My goal is to compute the total orders per shop.
Detail of pipeline:
- Read from pubsub topic
- Create key-value pair (for subsequent GroupByKey) key is order code and value is the document
public static class OrderCodeKey extends DoFn<String, KV<String, RawBsonDocument>>{
@ProcessElement
public void processElement (@Element String order, OutputReceiver<KV<String, RawBsonDocument>> out) throws ParseException {
// Parse JSON
RawBsonDocument document = RawBsonDocument.parse(order);
BsonDocument fullDocument = document.getDocument("fullDocument");
String orderCode = fullDocument.getString("order_code").getValue();
//Integer orderCode = 0;
out.output(KV.of(orderCode, document));
}
}
- GroupByKey (group by order_code)
- Combine events with same order_code to get the latest order (the one with the biggest clusterTime)

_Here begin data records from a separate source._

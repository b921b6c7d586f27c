use std::fmt;

/// Error type for the document engine.
///
/// Every fatal condition the loader, registry, object-stream decoder, or
/// page-tree flattener can hit maps to one of these variants. There is no
/// "recoverable" variant at this layer: per the error-handling design, a
/// parse inconsistency is fatal for the open attempt that hit it.
#[derive(Debug, Clone)]
pub enum PdfError {
    /// Seek/read/write/open/close of the backing descriptor failed.
    Io(String),

    /// A pool failed to grow (e.g. a fallible capacity reservation).
    Allocation,

    /// The `%PDF-x.y` header line is missing or malformed.
    Header(String),

    /// `startxref` could not be located in the tail scan window.
    XrefLocate(String),

    /// A classical or stream-form xref section is malformed.
    XrefFormat(String),

    /// Decoding a compressed object stream failed.
    ObjectStream(String),

    /// The trailer's `Root` entry is missing or unresolvable.
    Catalog(String),

    /// A page-tree node has the wrong `Type` or is missing its dictionary.
    PageTree(String),

    /// A value failed to tokenize or parse.
    Parse(String),
}

impl fmt::Display for PdfError {
    fn fmt(&self, f: &mut fmt::Formatter<'_>) -> fmt::Result {
        match self {
            PdfError::Io(msg) => write!(f, "I/O error: {msg}"),
            PdfError::Allocation => write!(f, "allocation failure"),
            PdfError::Header(msg) => write!(f, "header error: {msg}"),
            PdfError::XrefLocate(msg) => write!(f, "unable to find start of xref table: {msg}"),
            PdfError::XrefFormat(msg) => write!(f, "malformed cross-reference data: {msg}"),
            PdfError::ObjectStream(msg) => write!(f, "object stream error: {msg}"),
            PdfError::Catalog(msg) => write!(f, "catalog error: {msg}"),
            PdfError::PageTree(msg) => write!(f, "page tree error: {msg}"),
            PdfError::Parse(msg) => write!(f, "parse error: {msg}"),
        }
    }
}

impl PdfError {
    pub fn io<S: Into<String>>(msg: S) -> Self {
        PdfError::Io(msg.into())
    }

    pub fn header<S: Into<String>>(msg: S) -> Self {
        PdfError::Header(msg.into())
    }

    pub fn xref_locate<S: Into<String>>(msg: S) -> Self {
        PdfError::XrefLocate(msg.into())
    }

    pub fn xref_format<S: Into<String>>(msg: S) -> Self {
        PdfError::XrefFormat(msg.into())
    }

    pub fn object_stream<S: Into<String>>(msg: S) -> Self {
        PdfError::ObjectStream(msg.into())
    }

    pub fn catalog<S: Into<String>>(msg: S) -> Self {
        PdfError::Catalog(msg.into())
    }

    pub fn page_tree<S: Into<String>>(msg: S) -> Self {
        PdfError::PageTree(msg.into())
    }

    pub fn parse<S: Into<String>>(msg: S) -> Self {
        PdfError::Parse(msg.into())
    }
}

impl std::error::Error for PdfError {}

impl From<std::io::Error> for PdfError {
    fn from(e: std::io::Error) -> Self {
        PdfError::Io(e.to_string())
    }
}

/// Result type alias used throughout the crate.
pub type PdfResult<T> = Result<T, PdfError>;
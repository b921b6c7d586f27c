use super::error::{PdfError, PdfResult};
use super::lexer::{Lexer, Token};
use super::value::PdfObject;
use std::collections::HashMap;

/// Validates and narrows a generation number read as `f64` to `u16`.
///
/// Generation number range is [0, 65535]; values outside this
/// range are a hard parse error."
pub fn validate_generation(n: f64) -> PdfResult<u16> {
    if n < 0.0 || n > 65535.0 || n.fract() != 0.0 {
        return Err(PdfError::parse(format!("generation number out of range: {n}")));
    }
    Ok(n as u16)
}

/// Builds `PdfObject` values from a token stream, with two-token lookahead
/// so indirect references (`N G R`) and stream headers (dict followed by
/// the `stream` keyword) can be recognized.
pub struct Parser {
    lexer: Lexer,
    buf1: Option<Token>,
    buf2: Option<Token>,
}

impl Parser {
    pub fn new(mut lexer: Lexer) -> PdfResult<Self> {
        let buf1 = Some(lexer.get_object()?);
        let buf2 = Some(lexer.get_object()?);
        Ok(Parser { lexer, buf1, buf2 })
    }

    fn shift(&mut self) -> PdfResult<()> {
        self.buf1 = self.buf2.take();
        self.buf2 = Some(self.lexer.get_object()?);
        Ok(())
    }

    pub fn get_object(&mut self) -> PdfResult<PdfObject> {
        let token = self
            .buf1
            .take()
            .ok_or_else(|| PdfError::parse("parser lookahead buffer is empty"))?;
        self.shift()?;

        match token {
            Token::ArrayStart => self.parse_array(),
            Token::DictStart => self.parse_dictionary(),
            Token::ArrayEnd => Err(PdfError::parse("unexpected array end token")),
            Token::DictEnd => Err(PdfError::parse("unexpected dictionary end token")),
            Token::Number(n) => {
                if let Some(Token::Number(generation)) = &self.buf1 {
                    if let Some(Token::Command(cmd)) = &self.buf2 {
                        if cmd == "R" {
                            let number = n as u32;
                            let generation = validate_generation(*generation)?;
                            self.shift()?;
                            self.shift()?;
                            return Ok(PdfObject::Ref { number, generation });
                        }
                    }
                }
                Ok(PdfObject::Number(n))
            }
            Token::Eof => Ok(PdfObject::Eof),
            Token::Boolean(b) => Ok(PdfObject::Boolean(b)),
            Token::Null => Ok(PdfObject::Null),
            Token::String(s) => Ok(PdfObject::String(s)),
            Token::HexString(s) => Ok(PdfObject::HexString(s)),
            Token::Name(n) => Ok(PdfObject::Name(n)),
            Token::Command(c) => Ok(PdfObject::Name(c)),
        }
    }

    fn parse_array(&mut self) -> PdfResult<PdfObject> {
        let mut array = Vec::new();
        loop {
            if let Some(Token::ArrayEnd) = &self.buf1 {
                self.shift()?;
                break;
            }
            if let Some(Token::Eof) = &self.buf1 {
                return Err(PdfError::parse("unterminated array"));
            }
            array.push(self.get_object()?);
        }
        Ok(PdfObject::Array(array))
    }

    fn parse_dictionary(&mut self) -> PdfResult<PdfObject> {
        let mut dict = HashMap::new();
        loop {
            if let Some(Token::DictEnd) = &self.buf1 {
                self.shift()?;
                break;
            }
            if let Some(Token::Eof) = &self.buf1 {
                return Err(PdfError::parse("unterminated dictionary"));
            }

            let key = match &self.buf1 {
                Some(Token::Name(name)) => name.clone(),
                Some(other) => {
                    return Err(PdfError::parse(format!(
                        "expected dictionary key, found {other:?}"
                    )));
                }
                None => return Err(PdfError::parse("empty lookahead in dictionary")),
            };
            self.shift()?;

            if let Some(Token::DictEnd) = &self.buf1 {
                dict.insert(key, PdfObject::Null);
                break;
            }

            let value = self.get_object()?;
            dict.insert(key, value);
        }
        Ok(PdfObject::Dict(dict))
    }

    /// Reads an indirect object header `N G obj`, returning its number and
    /// generation, followed by the value that begins at this position. If a
    /// `stream` keyword follows the value's dictionary, `stream_offset` on
    /// success is the byte offset (in the underlying source) of the first
    /// byte after the `stream` keyword's line terminator, per the format's
    /// "stream-data offset" object-record field.
    pub fn parse_indirect_object(&mut self) -> PdfResult<(u32, u16, PdfObject, Option<usize>)> {
        let number = match self.get_object()? {
            PdfObject::Number(n) if n >= 0.0 => n as u32,
            other => return Err(PdfError::parse(format!("expected object number, found {other:?}"))),
        };
        let generation = match self.get_object()? {
            PdfObject::Number(n) => validate_generation(n)?,
            other => return Err(PdfError::parse(format!("expected generation number, found {other:?}"))),
        };
        match self.get_object()? {
            PdfObject::Name(ref cmd) if cmd == "obj" => {}
            other => return Err(PdfError::parse(format!("expected 'obj' keyword, found {other:?}"))),
        }

        let value = self.get_object()?;

        let stream_offset = self.lexer.take_stream_data_offset();

        Ok((number, generation, value, stream_offset))
    }

    pub fn has_more(&self) -> bool {
        !matches!(&self.buf1, Some(Token::Eof))
    }
}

public static class GetLastOrder extends DoFn<KV<String, Iterable<RawBsonDocument>>, KV<String, BsonDocument>>{
@ProcessElement
public void processElement (@Element KV<String, Iterable<RawBsonDocument>> orders, OutputReceiver<KV<String, BsonDocument>> out) throws ParseException, java.text.ParseException {
List<RawBsonDocument> docs = Lists.newArrayList(orders.getValue());
Collections.sort(docs, new Comparator<RawBsonDocument>(){
@Override
public int compare(RawBsonDocument o1, RawBsonDocument o2) {
BsonTimestamp t1 = o1.get("clusterTime").asTimestamp();
BsonTimestamp t2 = o2.get("clusterTime").asTimestamp();
return t2.compareTo(t1); // sort desc
}
});
RawBsonDocument document = docs.iterator().next();
out.output(KV.of(orders.getKey(), document.getDocument("fullDocument")));
}
- Create new key (key= shop_id) for subsequent GroupByKey
public static class ShopIDKey extends DoFn<KV<String, BsonDocument>, KV<Long, BsonDocument>>{
@ProcessElement
public void processElement (@Element KV<String, BsonDocument> order, OutputReceiver<KV<Long, BsonDocument>> out) throws ParseException {
Long shopId = Long.valueOf(order.getValue().getInt32("shop_id").getValue());
out.output(KV.of(shopId, order.getValue()));
}
}
- GroupByKey (group by shop_id)
- Count number of orders per shop
public static class CountShopOrder extends DoFn<KV<Long, Iterable<BsonDocument>>, Shop>{
@ProcessElement
public void processElement (@Element KV<Long, Iterable<BsonDocument>> orders, OutputReceiver<Shop> out) throws ParseException, java.text.ParseException {
List<BsonDocument> docs = Lists.newArrayList(orders.getValue());
Long countOrder = Long.valueOf(docs.size());
}
}
In the last step, I assume that the input Iterable orders will contain only unique orders (because after the GroupByKey-GetLastOrder, only the latest event is kept). However, When I debug I received events with the same order_code - which I have already reduced by GetLastOrder ParDo. Here is the window and trigger I use:
Window<String> window = Window.<String>into(
FixedWindows.of(Duration.standardMinutes(60))
)
.triggering(
AfterWatermark.pastEndOfWindow()
.withEarlyFirings(AfterProcessingTime.pastFirstElementInPane())
)
.withAllowedLateness(Duration.standardSeconds(0))
.accumulatingFiredPanes();
I would appreciate any comment/help on this. Thank you in advance!